▸ EXERCISE
Return every line below in which "bool" appears.

▸ DATASET EXCERPTS
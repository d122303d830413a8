// SPDX-License-Identifier: PMPL-1.0-or-later
//! a11y-auditor CLI - WCAG accessibility and visual compliance auditor

use a11y_auditor::config::{default_config_path, load_config};
use a11y_auditor::report::{render_report, render_scan, OutputFormat};
use a11y_auditor::rules::RULES;
use a11y_auditor::{evaluate_contrast, scanner, AuditConfig, ComplianceAuditor};
use anyhow::Context;
use clap::{Parser, Subcommand, ValueEnum};
use std::path::{Path, PathBuf};
use tracing_subscriber::EnvFilter;

/// WCAG accessibility and visual compliance auditor
#[derive(Parser)]
#[command(name = "a11y-auditor")]
#[command(version, about, long_about = None)]
struct Cli {
    #[command(subcommand)]
    command: Commands,
}

#[derive(Subcommand)]
enum Commands {
    /// Audit an HTML file or every HTML file under a directory
    Audit {
        /// File or directory to audit
        path: PathBuf,

        /// Output format
        #[arg(long, default_value = "text")]
        format: FormatArg,

        /// Output file (stdout if not specified)
        #[arg(long)]
        output: Option<PathBuf>,

        /// Configuration file (defaults to .a11y-auditor.toml when present)
        #[arg(long)]
        config: Option<PathBuf>,

        /// Enable verbose logging
        #[arg(long, short)]
        verbose: bool,
    },

    /// Evaluate the contrast of a foreground/background color pair
    Contrast {
        /// Foreground (text) color, e.g. "#777" or "rgb(119, 119, 119)"
        foreground: String,

        /// Background color
        background: String,

        /// Output format
        #[arg(long, default_value = "text")]
        format: ContrastFormatArg,
    },

    /// List the rule catalog
    Rules,
}

/// Output format CLI argument
#[derive(Debug, Clone, Copy, ValueEnum)]
enum FormatArg {
    /// Human-readable text
    Text,
    /// Structured JSON
    Json,
    /// SARIF for IDE/CI
    Sarif,
}

impl From<FormatArg> for OutputFormat {
    fn from(arg: FormatArg) -> Self {
        match arg {
            FormatArg::Text => OutputFormat::Text,
            FormatArg::Json => OutputFormat::Json,
            FormatArg::Sarif => OutputFormat::Sarif,
        }
    }
}

/// Output format of the contrast subcommand
#[derive(Debug, Clone, Copy, ValueEnum)]
enum ContrastFormatArg {
    Text,
    Json,
}

fn init_logging(verbose: bool) {
    let filter = if verbose {
        EnvFilter::new("a11y_auditor=debug")
    } else {
        EnvFilter::new("a11y_auditor=warn")
    };

    tracing_subscriber::fmt()
        .with_env_filter(filter)
        .with_target(false)
        .with_writer(std::io::stderr)
        .init();
}

fn main() -> anyhow::Result<()> {
    let cli = Cli::parse();

    match cli.command {
        Commands::Audit { path, format, output, config, verbose } => {
            init_logging(verbose);
            let config = resolve_config(config.as_deref())?;
            let auditor = ComplianceAuditor::new(config);

            let (rendered, failed) = if path.is_dir() {
                let scan = scanner::scan_directory(&path, &auditor)?;
                (render_scan(&scan, format.into()), scan.has_failures())
            } else {
                let file = scanner::scan_file(&path, &auditor)
                    .with_context(|| format!("Failed to audit {}", path.display()))?;
                (render_report(&file.report, format.into()), !file.report.is_compliant())
            };
            write_output(&rendered, output.as_deref())?;

            if failed {
                std::process::exit(1);
            }
        }

        Commands::Contrast { foreground, background, format } => {
            init_logging(false);
            let result = evaluate_contrast(&foreground, &background)?;
            match format {
                ContrastFormatArg::Text => {
                    println!("Foreground: {}", result.foreground);
                    println!("Background: {}", result.background);
                    println!("Ratio:      {:.2}:1", result.ratio);
                    println!("Level:      {}", result.level);
                }
                ContrastFormatArg::Json => println!("{}", serde_json::to_string_pretty(&result)?),
            }

            if !result.passed {
                std::process::exit(1);
            }
        }

        Commands::Rules => {
            for rule in RULES {
                println!(
                    "{:<20} {:<14} WCAG {} (Level {:<3}) {}",
                    rule.id,
                    rule.category.slug(),
                    rule.criterion,
                    rule.level.to_string(),
                    rule.description
                );
            }
        }
    }

    Ok(())
}

/// An explicit config path must exist; the default one is optional
fn resolve_config(path: Option<&Path>) -> anyhow::Result<AuditConfig> {
    match path {
        Some(p) => {
            anyhow::ensure!(p.exists(), "Config file not found: {}", p.display());
            Ok(load_config(p)?)
        }
        None => Ok(load_config(&default_config_path())?),
    }
}

/// Write output to file or stdout
fn write_output(content: &str, path: Option<&Path>) -> anyhow::Result<()> {
    match path {
        Some(p) => {
            std::fs::write(p, content)?;
            eprintln!("Report written to {}", p.display());
        }
        None => {
            println!("{}", content);
        }
    }
    Ok(())
}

▸ EXERCISE RESPONSE
        verbose: bool,
fn init_logging(verbose: bool) {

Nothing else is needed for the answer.